Zahlreiche Textzitate – klug gesetzt und verknappt – illustrieren Werk und Biographie. Was Demokratie und Brüderlichkeit in Bezug auf die Kirche bedeutet, schildert Hell anhand seiner Skizze zu Heinrich Böll, der er den Titel „Brot und Wein, Liebe und Brüderlichkeit“ gibt. Er schildert Bölls Katholizismus, seinen politischen Widerstandsgeist sowie dessen jahrelange Auseinandersetzung mit der Kirche und die Versuche der Neu-Definition religiöser Symbole. Cornelius Hell fasst Bölls Sicht auch auf die katholische Religion treffend zusammen: „Durch sein Werk zieht sich die Spur eines alternativen, rebellischen und republikanischen und gleichzeitig mystisch-sakramentalen Christentums.“ Brüderlichkeit und Details, nicht Formeln, erkennt Hell im Werk Heinrich Bölls und präsentiert damit auch seinen eigenen detailgenauen Blick.

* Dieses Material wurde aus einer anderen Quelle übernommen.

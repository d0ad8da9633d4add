//! # Start Engine
//!
//! The structured document engine the editor is layered on.
//!
//! ## Architecture Overview
//!
//! ```text
//! ┌──────────────────────────────────────────────────────────┐
//! │                        EditorView                         │
//! │   props ── plugins (keymaps, input rules, attributes)     │
//! │      │                                                    │
//! │  ┌───┴────────────┐   apply(tr)   ┌────────────────────┐  │
//! │  │  EditorState   │ ────────────▶ │  EditorState (new) │  │
//! │  │ schema, doc,   │               └────────────────────┘  │
//! │  │ selection,     │                                       │
//! │  │ history        │ ◀── Transaction (replace steps)       │
//! │  └────────────────┘                                       │
//! │      │ render                                             │
//! │  ┌───┴────────────┐                                       │
//! │  │  HostDocument  │  markup ◀── serialize / parse ──▶ Node │
//! │  └────────────────┘                                       │
//! └──────────────────────────────────────────────────────────┘
//! ```
//!
//! The engine knows nothing about concrete content types. It is handed an
//! already assembled [`Schema`] and an ordered plugin list and works only
//! with those.
//!
//! ## Threading
//!
//! Everything here is single-threaded. Host elements are `Rc<RefCell<_>>`
//! handles and commands/plugins are `Rc` closures.

pub mod commands;
pub mod dom;
pub mod history;
pub mod input_rules;
pub mod keymap;
pub mod markup;
pub mod model;
pub mod ordered_map;
pub mod plugin;
pub mod schema;
mod selector;
pub mod state;
pub mod view;

pub use dom::{ElementRef, HostDocument};
pub use history::{History, HistoryOptions, history, redo, undo};
pub use input_rules::{Captures, InputRule, input_rules};
pub use keymap::{KeyChord, Keymap, Modifiers};
pub use markup::{parse_markup, serialize_fragment, serialize_node};
pub use model::{Attrs, Mark, Node};
pub use ordered_map::OrderedMap;
pub use plugin::{
    Command, Dispatch, Plugin, PluginKey, PluginProps, command, drop_cursor, gap_cursor, keymap,
};
pub use schema::{
    AttrSpec, ContentExpr, DomOutput, MarkSpec, MarkType, MarkupElement, NodeSpec, NodeType,
    ParseRule, Schema, SchemaSpec,
};
pub use state::{EditorState, Selection, StateConfig, Step, Transaction};
pub use view::{DirectEditorProps, EditorView};

/// Result type for engine operations
pub type EngineResult<T> = Result<T, EngineError>;

/// Errors that can occur inside the engine
#[derive(Debug, Clone, PartialEq, thiserror::Error)]
pub enum EngineError {
    #[error("Unknown node type: {0}")]
    UnknownNodeType(String),

    #[error("Unknown mark type: {0}")]
    UnknownMarkType(String),

    #[error("Invalid content expression {expr:?}: {reason}")]
    InvalidContentExpr { expr: String, reason: String },

    #[error("Schema is missing the required node type: {0}")]
    MissingNode(String),

    #[error("No value supplied for required attribute {attr:?} of {node}")]
    MissingAttr { node: String, attr: String },

    #[error("Invalid content for node {node}: {reason}")]
    InvalidContent { node: String, reason: String },

    #[error("Invalid JSON document: {0}")]
    InvalidJson(String),

    #[error("No node at path {0:?}")]
    InvalidPath(Vec<usize>),

    #[error("Node type {0} cannot be serialized to markup")]
    NotSerializable(String),
}

impl From<serde_json::Error> for EngineError {
    fn from(err: serde_json::Error) -> Self {
        EngineError::InvalidJson(err.to_string())
    }
}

Abschließend sei noch auf einen besonderen Text hingewiesen, er zieht sich wie ein Motto durch den Band. Für seine Skizze zu Albert Camus fand Hell den Titel „Das Leben bejahen bis in seine Leiden hinein.“
Ohne die Dimension des „sacré“, des Besonderen, ohne welches das Leben banal und beliebig wäre, gäbe es keine Auseinandersetzung, keine Nächstenliebe, keine Anerkennung des Leidens, also keine Literatur. Hell schreibt über den Nobelpreisträger Camus: „Jeder, der einer Partei, einer Weltanschauungsgemeinschaft, aber auch einer Kirche angehört und aufrichtig bleiben will, kann von Camus lernen.“

Literatur und Aufrichtigkeit, Brüderlichkeit und Religion durchziehen das Werk der beschriebenen Autorinnen und Autoren, unter denen sich die Österreicher Ingeborg Bachmann, Christine Busta, Thomas Bernhard, Ödön von Horváth, Paul Celan und Nikolaus Lenau finden. Die vielen unterschiedlichen, teils heiter-ironischen, teils tiefschürfenden Blicke, die Hell auf den wenigen Seiten seiner Literatur-Miniaturen bietet, zeigen, dass er selbst auch zu ihnen zählt: ein feinfühlig Denkender, ein exquisit Schreibender.

Cornelius Hell Lesen ist Leben
Miniaturen.
Klagenfurt, Wien, Ljubljana, Sarajevo: Wieser, 2007.
288 S.; brosch.
ISBN 978-3-85129-569-2.

Rezension vom 04.06.2007

Originalbeitrag. Für die Rezensionen sind die jeweiligen Verfasser:innen verantwortlich. Sie geben nicht notwendig die Meinung der Redaktion wieder.